[Dataset entries]
Content starts

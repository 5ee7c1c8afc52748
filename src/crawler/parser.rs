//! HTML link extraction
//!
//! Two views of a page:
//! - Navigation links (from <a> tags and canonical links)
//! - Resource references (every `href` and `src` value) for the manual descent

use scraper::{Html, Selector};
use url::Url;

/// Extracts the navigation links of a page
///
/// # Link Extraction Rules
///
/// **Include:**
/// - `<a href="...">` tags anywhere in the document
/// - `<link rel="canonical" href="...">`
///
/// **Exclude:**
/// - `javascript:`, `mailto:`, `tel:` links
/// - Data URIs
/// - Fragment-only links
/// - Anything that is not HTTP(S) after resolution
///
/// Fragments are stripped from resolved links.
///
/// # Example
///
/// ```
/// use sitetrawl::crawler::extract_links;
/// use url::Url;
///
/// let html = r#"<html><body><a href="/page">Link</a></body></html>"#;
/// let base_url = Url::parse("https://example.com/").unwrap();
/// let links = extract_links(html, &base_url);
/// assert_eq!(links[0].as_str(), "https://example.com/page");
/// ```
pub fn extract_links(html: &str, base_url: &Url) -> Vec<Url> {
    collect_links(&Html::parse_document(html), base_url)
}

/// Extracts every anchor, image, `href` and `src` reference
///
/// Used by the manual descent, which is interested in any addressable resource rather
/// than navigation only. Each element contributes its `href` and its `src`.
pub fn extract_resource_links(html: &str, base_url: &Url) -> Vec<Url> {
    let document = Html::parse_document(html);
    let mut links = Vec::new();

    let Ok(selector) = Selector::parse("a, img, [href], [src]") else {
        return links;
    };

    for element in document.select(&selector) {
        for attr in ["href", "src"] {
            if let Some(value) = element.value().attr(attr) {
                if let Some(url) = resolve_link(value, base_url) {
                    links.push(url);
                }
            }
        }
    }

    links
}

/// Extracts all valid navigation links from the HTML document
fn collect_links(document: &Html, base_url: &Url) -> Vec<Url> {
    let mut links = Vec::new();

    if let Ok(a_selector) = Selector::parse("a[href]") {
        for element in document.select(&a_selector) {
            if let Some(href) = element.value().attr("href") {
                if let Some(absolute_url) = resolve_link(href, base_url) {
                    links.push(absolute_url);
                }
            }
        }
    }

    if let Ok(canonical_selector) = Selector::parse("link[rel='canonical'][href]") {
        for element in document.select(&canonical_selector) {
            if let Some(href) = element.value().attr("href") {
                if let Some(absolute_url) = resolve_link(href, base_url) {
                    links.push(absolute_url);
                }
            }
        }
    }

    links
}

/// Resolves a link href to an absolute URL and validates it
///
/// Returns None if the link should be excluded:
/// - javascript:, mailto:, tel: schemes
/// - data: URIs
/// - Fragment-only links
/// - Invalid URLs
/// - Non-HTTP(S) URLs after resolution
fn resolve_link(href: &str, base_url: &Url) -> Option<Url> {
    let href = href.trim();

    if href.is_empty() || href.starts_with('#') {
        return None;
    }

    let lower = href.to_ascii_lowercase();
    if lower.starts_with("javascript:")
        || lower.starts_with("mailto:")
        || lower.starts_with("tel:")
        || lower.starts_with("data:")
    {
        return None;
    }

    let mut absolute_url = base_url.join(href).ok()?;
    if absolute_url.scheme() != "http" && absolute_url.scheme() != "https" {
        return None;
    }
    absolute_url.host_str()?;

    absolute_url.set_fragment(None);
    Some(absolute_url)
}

Content ends

(REQUIRED WORK):
Report back every line of the entries in which "attr" occurs.

(TASK ANSWER):
        for attr in ["href", "src"] {
            if let Some(value) = element.value().attr(attr) {
            if let Some(href) = element.value().attr("href") {
            if let Some(href) = element.value().attr("href") {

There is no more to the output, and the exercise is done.